If these were not sufficient grounds for scepticism on our existential and metaphysical convictions, we also have to consider the nature of Darwinian explanations. As we have already pointed out, the theory of natural selection tells us that a creature’s physical and mental development is conditioned by what will aid survival and reproduction – and that is all. Why are we to suppose that speculating on our own nature has anything to do with that, or, even more, that the faculties we have developed to help us get round the savannah and find mates in earlier times are going to help us in coming to the truth in advanced scientific and philosophical investigations? Or indeed in the looking long into the past and into the future, which Darwin himself saw as part of our capacities? How did these come about through natural selection alone? And apart from the scope of our enquiries, surviving and getting mates are different aims from a disinterested pursuit of truth, and techniques and perceptual media which work well at the level of basic survival and reproduction may be pretty sketchy, if not actually misleading, when it comes to investigating areas remote from everyday experience.

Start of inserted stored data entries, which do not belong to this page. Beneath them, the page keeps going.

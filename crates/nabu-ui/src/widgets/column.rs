use nabu_engine::coords::{Rect, Vec2};
use nabu_engine::paint::Color;

use crate::constraints::{inset_rect, Constraints, Edges, LayoutCtx};
use crate::event::{EventResult, UiEvent};
use crate::painter::Painter;
use crate::widget::{Element, Widget};

/// Cross-axis alignment of children.
#[derive(Debug, Clone, Copy, PartialEq, Eq, Default)]
pub enum Align {
    /// Children fill the full width.
    #[default]
    Stretch,
    Start,
    Center,
    End,
}

/// Vertical stack. Children are laid out top to bottom at their measured height.
///
/// ```rust,ignore
/// Column::new()
///     .padding_all(10.0)
///     .spacing(6.0)
///     .background(Color::BLACK.with_alpha(0.5))
///     .child(Label::new("Speed", font, 13.0, white))
///     .child(Slider::new().range(0.0, 5.0))
/// ```
pub struct Column {
    children: Vec<Element>,
    spacing: f32,
    padding: Edges,
    cross_align: Align,
    background: Option<Color>,
    corner_radius: f32,
}

impl Column {
    pub fn new() -> Self {
        Self {
            children: Vec::new(),
            spacing: 0.0,
            padding: Edges::default(),
            cross_align: Align::Stretch,
            background: None,
            corner_radius: 0.0,
        }
    }

    pub fn spacing(mut self, v: f32) -> Self {
        self.spacing = v;
        self
    }

    pub fn padding(mut self, edges: Edges) -> Self {
        self.padding = edges;
        self
    }

    pub fn padding_all(mut self, v: f32) -> Self {
        self.padding = Edges::all(v);
        self
    }

    pub fn cross_align(mut self, align: Align) -> Self {
        self.cross_align = align;
        self
    }

    /// Backdrop filling the column rect.
    pub fn background(mut self, color: Color) -> Self {
        self.background = Some(color);
        self
    }

    pub fn corner_radius(mut self, r: f32) -> Self {
        self.corner_radius = r;
        self
    }

    pub fn child(mut self, child: impl Into<Element>) -> Self {
        self.children.push(child.into());
        self
    }

    pub fn push(&mut self, child: impl Into<Element>) {
        self.children.push(child.into());
    }

    pub fn len(&self) -> usize {
        self.children.len()
    }

    pub fn is_empty(&self) -> bool {
        self.children.is_empty()
    }

    // ── layout helpers ────────────────────────────────────────────────────

    fn child_constraints(&self, inner_w: f32) -> Constraints {
        match self.cross_align {
            // Stretch only pins the width when it is actually bounded.
            Align::Stretch if inner_w.is_finite() => Constraints {
                min: Vec2::new(inner_w, 0.0),
                max: Vec2::new(inner_w, f32::INFINITY),
            },
            _ => Constraints::loose(Vec2::new(inner_w, f32::INFINITY)),
        }
    }

    /// Child rects inside `rect`, in child order.
    fn layout(&self, rect: Rect, ctx: &LayoutCtx) -> Vec<Rect> {
        let inner = inset_rect(rect, self.padding);
        let constraints = self.child_constraints(inner.size.x);

        let mut y = inner.origin.y;
        self.children
            .iter()
            .map(|child| {
                let size = child.measure(constraints, ctx);
                let x = match self.cross_align {
                    Align::Stretch | Align::Start => inner.origin.x,
                    Align::Center => inner.origin.x + (inner.size.x - size.x) * 0.5,
                    Align::End => inner.origin.x + inner.size.x - size.x,
                };
                let r = Rect::new(x, y, size.x, size.y);
                y += size.y + self.spacing;
                r
            })
            .collect()
    }
}

impl Default for Column {
    fn default() -> Self {
        Self::new()
    }
}

impl Widget for Column {
    fn measure(&self, constraints: Constraints, ctx: &LayoutCtx) -> Vec2 {
        let inner_w = (constraints.max.x - self.padding.h()).max(0.0);
        let child_c = Constraints::loose(Vec2::new(inner_w, f32::INFINITY));

        let mut h = self.padding.v();
        let mut w: f32 = 0.0;
        for (i, child) in self.children.iter().enumerate() {
            let s = child.measure(child_c, ctx);
            h += s.y;
            if i > 0 {
                h += self.spacing;
            }
            w = w.max(s.x);
        }
        constraints.constrain(Vec2::new(w + self.padding.h(), h))
    }

    fn paint(&self, painter: &mut Painter, rect: Rect) {
        if let Some(bg) = self.background {
            painter.fill_rounded_rect(rect, self.corner_radius, bg, None);
        }
        let rects = self.layout(rect, &painter.layout_ctx());
        for (child, r) in self.children.iter().zip(rects) {
            child.paint(painter, r);
        }
    }

    fn on_event(&mut self, event: &UiEvent, rect: Rect, ctx: &LayoutCtx) -> EventResult {
        let rects = self.layout(rect, ctx);
        let mut result = EventResult::Ignored;
        for (child, r) in self.children.iter_mut().zip(rects) {
            // Hover reaches every child; everything else stops at the first taker.
            result = result.or(child.on_event(event, r, ctx));
            if result.is_consumed() && !matches!(event, UiEvent::Hover { .. }) {
                break;
            }
        }
        result
    }
}

#[cfg(test)]
mod tests {
    use std::cell::Cell;
    use std::rc::Rc;

    use nabu_engine::text::FontSystem;

    use super::*;
    use crate::widgets::{Button, Label};

    fn fonts() -> FontSystem {
        FontSystem::new()
    }

    // ── measure ───────────────────────────────────────────────────────────

    #[test]
    fn height_sums_children_and_spacing() {
        let fonts = fonts();
        let ctx = LayoutCtx { fonts: &fonts };
        let col = Column::new()
            .spacing(4.0)
            .padding_all(10.0)
            .child(Label::new("a", None, 12.0, Color::WHITE))
            .child(Label::new("b", None, 12.0, Color::WHITE));
        let size = col.measure(Constraints::unbounded(), &ctx);
        assert_eq!(size.y, 10.0 + 12.0 + 4.0 + 12.0 + 10.0);
    }

    // ── events ────────────────────────────────────────────────────────────

    #[test]
    fn click_routes_to_child_under_pointer() {
        let fonts = fonts();
        let ctx = LayoutCtx { fonts: &fonts };
        let hits = Rc::new(Cell::new((0, 0)));
        let (a, b) = (hits.clone(), hits.clone());

        // Each button is 23 px tall; second starts at y = 23.
        let mut col = Column::new()
            .child(Button::new("a", None).on_click(move || a.set((a.get().0 + 1, a.get().1))))
            .child(Button::new("b", None).on_click(move || b.set((b.get().0, b.get().1 + 1))));

        let rect = Rect::new(0.0, 0.0, 100.0, 100.0);
        let r = col.on_event(&UiEvent::Click { pos: Vec2::new(20.0, 30.0) }, rect, &ctx);
        assert!(r.is_consumed());
        assert_eq!(hits.get(), (0, 1));
    }

    #[test]
    fn click_on_gap_is_ignored() {
        let fonts = fonts();
        let ctx = LayoutCtx { fonts: &fonts };
        let mut col = Column::new().child(Button::new("a", None));
        let r = col.on_event(&UiEvent::Click { pos: Vec2::new(20.0, 90.0) }, Rect::new(0.0, 0.0, 100.0, 100.0), &ctx);
        assert_eq!(r, EventResult::Ignored);
    }
}
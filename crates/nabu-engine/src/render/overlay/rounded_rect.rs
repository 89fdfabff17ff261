use bytemuck::{Pod, Zeroable};
use wgpu::util::DeviceExt;

use crate::overlay::{DrawCmd, DrawList};
use crate::render::common::{
    premul_alpha_blend,
    uniform_layout,
    DynamicBuffer,
    QuadVertex,
    ViewportUniform,
    QUAD_INDICES,
    QUAD_VERTICES,
};
use crate::render::{RenderCtx, RenderTarget};

/// Renderer for `DrawCmd::RoundedRect` (and circles, which are encoded as
/// rounded squares). Borders are an anti-aliased ring on the inner edge.
#[derive(Default)]
pub struct RoundedRectRenderer {
    pipeline_key: Option<(wgpu::TextureFormat, u32)>,
    pipeline: Option<wgpu::RenderPipeline>,

    bind_group_layout: Option<wgpu::BindGroupLayout>,
    bind_group: Option<wgpu::BindGroup>,
    viewport_ubo: Option<wgpu::Buffer>,

    quad_vbo: Option<wgpu::Buffer>,
    quad_ibo: Option<wgpu::Buffer>,

    instances: DynamicBuffer,
}

impl RoundedRectRenderer {
    pub fn new() -> Self {
        Self::default()
    }

    pub fn render(&mut self, ctx: &RenderCtx<'_>, target: &mut RenderTarget<'_>, draw_list: &mut DrawList) {
        let instances: Vec<RoundedRectInstance> = draw_list
            .iter_in_paint_order()
            .filter_map(|item| match &item.cmd {
                DrawCmd::RoundedRect(cmd) if !cmd.rect.is_empty() => Some(cmd),
                _ => None,
            })
            .map(|cmd| {
                let (border_width, border_color) = match &cmd.border {
                    Some(b) => (b.width.max(0.0), b.color.premultiplied()),
                    None => (0.0, [0.0; 4]),
                };
                let max_radius = cmd.rect.size.x.min(cmd.rect.size.y) * 0.5;
                RoundedRectInstance {
                    origin: [cmd.rect.origin.x, cmd.rect.origin.y],
                    size: [cmd.rect.size.x, cmd.rect.size.y],
                    fill: cmd.fill.premultiplied(),
                    border_color,
                    radius_border: [cmd.radius.clamp(0.0, max_radius), border_width],
                    _pad: [0.0; 2],
                }
            })
            .collect();

        if instances.is_empty() {
            return;
        }

        self.ensure_pipeline(ctx);
        self.ensure_static_buffers(ctx);
        self.ensure_bindings(ctx);
        self.write_viewport_uniform(ctx);

        let Some(instance_vbo) = self.instances.upload(
            ctx.device,
            ctx.queue,
            "nabu rounded_rect instance vbo",
            wgpu::BufferUsages::VERTEX,
            &instances,
        ) else { return; };

        let Some(pipeline) = self.pipeline.as_ref() else { return; };
        let Some(bind_group) = self.bind_group.as_ref() else { return; };
        let Some(quad_vbo) = self.quad_vbo.as_ref() else { return; };
        let Some(quad_ibo) = self.quad_ibo.as_ref() else { return; };

        let mut rpass = target.encoder.begin_render_pass(&wgpu::RenderPassDescriptor {
            label: Some("nabu rounded_rect pass"),
            color_attachments: &[Some(target.color_load())],
            depth_stencil_attachment: None,
            timestamp_writes: None,
            occlusion_query_set: None,
            multiview_mask: None,
        });

        rpass.set_pipeline(pipeline);
        rpass.set_bind_group(0, bind_group, &[]);
        rpass.set_vertex_buffer(0, quad_vbo.slice(..));
        rpass.set_vertex_buffer(1, instance_vbo.slice(..));
        rpass.set_index_buffer(quad_ibo.slice(..), wgpu::IndexFormat::Uint16);
        rpass.draw_indexed(0..6, 0, 0..instances.len() as u32);
    }

    // ── private helpers ────────────────────────────────────────────────────

    fn ensure_pipeline(&mut self, ctx: &RenderCtx<'_>) {
        let key = (ctx.surface_format, ctx.sample_count);
        if self.pipeline_key == Some(key) && self.pipeline.is_some() {
            return;
        }

        let shader = ctx.device.create_shader_module(wgpu::ShaderModuleDescriptor {
            label: Some("nabu rounded_rect shader"),
            source: wgpu::ShaderSource::Wgsl(include_str!("../shaders/rounded_rect.wgsl").into()),
        });

        let bind_group_layout =
            uniform_layout::<ViewportUniform>(ctx.device, "nabu rounded_rect bgl", wgpu::ShaderStages::VERTEX);

        let pipeline_layout = ctx.device.create_pipeline_layout(&wgpu::PipelineLayoutDescriptor {
            label: Some("nabu rounded_rect pipeline layout"),
            bind_group_layouts: &[&bind_group_layout],
            immediate_size: 0,
        });

        let pipeline = ctx.device.create_render_pipeline(&wgpu::RenderPipelineDescriptor {
            label: Some("nabu rounded_rect pipeline"),
            layout: Some(&pipeline_layout),
            vertex: wgpu::VertexState {
                module: &shader,
                entry_point: Some("vs_main"),
                compilation_options: Default::default(),
                buffers: &[QuadVertex::layout(), RoundedRectInstance::layout()],
            },
            fragment: Some(wgpu::FragmentState {
                module: &shader,
                entry_point: Some("fs_main"),
                compilation_options: Default::default(),
                targets: &[Some(wgpu::ColorTargetState {
                    format: ctx.surface_format,
                    blend: Some(premul_alpha_blend()),
                    write_mask: wgpu::ColorWrites::ALL,
                })],
            }),
            primitive: wgpu::PrimitiveState::default(),
            depth_stencil: None,
            multisample: ctx.multisample(),
            multiview_mask: None,
            cache: None,
        });

        self.pipeline_key = Some(key);
        self.pipeline = Some(pipeline);
        self.bind_group_layout = Some(bind_group_layout);
        self.bind_group = None;
        self.viewport_ubo = None;
    }

    fn ensure_bindings(&mut self, ctx: &RenderCtx<'_>) {
        if self.bind_group.is_some() && self.viewport_ubo.is_some() {
            return;
        }
        let Some(bgl) = self.bind_group_layout.as_ref() else { return; };

        let viewport_ubo = ctx.device.create_buffer(&wgpu::BufferDescriptor {
            label: Some("nabu rounded_rect viewport ubo"),
            size: std::mem::size_of::<ViewportUniform>() as u64,
            usage: wgpu::BufferUsages::UNIFORM | wgpu::BufferUsages::COPY_DST,
            mapped_at_creation: false,
        });

        let bind_group = ctx.device.create_bind_group(&wgpu::BindGroupDescriptor {
            label: Some("nabu rounded_rect bind group"),
            layout: bgl,
            entries: &[wgpu::BindGroupEntry { binding: 0, resource: viewport_ubo.as_entire_binding() }],
        });

        self.viewport_ubo = Some(viewport_ubo);
        self.bind_group = Some(bind_group);
    }

    fn ensure_static_buffers(&mut self, ctx: &RenderCtx<'_>) {
        if self.quad_vbo.is_some() && self.quad_ibo.is_some() {
            return;
        }
        self.quad_vbo = Some(ctx.device.create_buffer_init(&wgpu::util::BufferInitDescriptor {
            label: Some("nabu rounded_rect quad vbo"),
            contents: bytemuck::cast_slice(&QUAD_VERTICES),
            usage: wgpu::BufferUsages::VERTEX,
        }));
        self.quad_ibo = Some(ctx.device.create_buffer_init(&wgpu::util::BufferInitDescriptor {
            label: Some("nabu rounded_rect quad ibo"),
            contents: bytemuck::cast_slice(&QUAD_INDICES),
            usage: wgpu::BufferUsages::INDEX,
        }));
    }

    fn write_viewport_uniform(&mut self, ctx: &RenderCtx<'_>) {
        let Some(ubo) = self.viewport_ubo.as_ref() else { return; };
        let w = ctx.viewport.width.max(1.0);
        let h = ctx.viewport.height.max(1.0);
        ctx.queue.write_buffer(ubo, 0, bytemuck::bytes_of(&ViewportUniform { viewport: [w, h], _pad: [0.0; 2] }));
    }
}

// ── GPU types ─────────────────────────────────────────────────────────────

/// Instance data layout (64 bytes):
///
///  offset  0  origin         [f32; 2]   loc 1
///  offset  8  size           [f32; 2]   loc 2
///  offset 16  fill           [f32; 4]   loc 3  (premultiplied)
///  offset 32  border_color   [f32; 4]   loc 4  (premultiplied)
///  offset 48  radius_border  [f32; 2]   loc 5  (.x = radius, .y = border width)
#[repr(C)]
#[derive(Debug, Copy, Clone, Pod, Zeroable)]
struct RoundedRectInstance {
    origin: [f32; 2],
    size: [f32; 2],
    fill: [f32; 4],
    border_color: [f32; 4],
    radius_border: [f32; 2],
    _pad: [f32; 2],
}

impl RoundedRectInstance {
    const ATTRS: [wgpu::VertexAttribute; 5] = wgpu::vertex_attr_array![
        1 => Float32x2, // origin
        2 => Float32x2, // size
        3 => Float32x4, // fill
        4 => Float32x4, // border_color
        5 => Float32x2  // radius_border
    ];

    fn layout() -> wgpu::VertexBufferLayout<'static> {
        wgpu::VertexBufferLayout {
            array_stride: std::mem::size_of::<RoundedRectInstance>() as u64,
            step_mode: wgpu::VertexStepMode::Instance,
            attributes: &Self::ATTRS,
        }
    }
}
//! Paint model shared between the world renderers, the overlay and the UI.
//!
//! Colors are stored linear with straight alpha. Premultiplication happens at
//! upload time (`Color::premultiplied`), so callers can freely interpolate.

pub mod color;

pub use color::Color;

Darwin’s point is put with telling directness by Thomas Nagel: ‘If, per impossibile, we came to believe that our capacity for objective theory were the product of natural selection, that would warrant serious scepticism about its results beyond a very limited and familiar range’. (The View from Nowhere, Oxford University Press, New York, 1986, p 79.) Nagel concludes that the development of the human intellect – which can go beyond the limited and the familiar – probably provides a counter-example to the view that natural selection explains everything. I would concur, adding two further points. The first is that even if we add the role of the intellect in sexual selection, saying that our minds have developed partly in order to attract mates through storytelling and other mental performances neither validates those performances or explains why it is that potential mates value those who pursue objective theory (if they do). The theory of natural selection needs supplementing at both these points to give a satisfactory account of our pursuance of objective theory.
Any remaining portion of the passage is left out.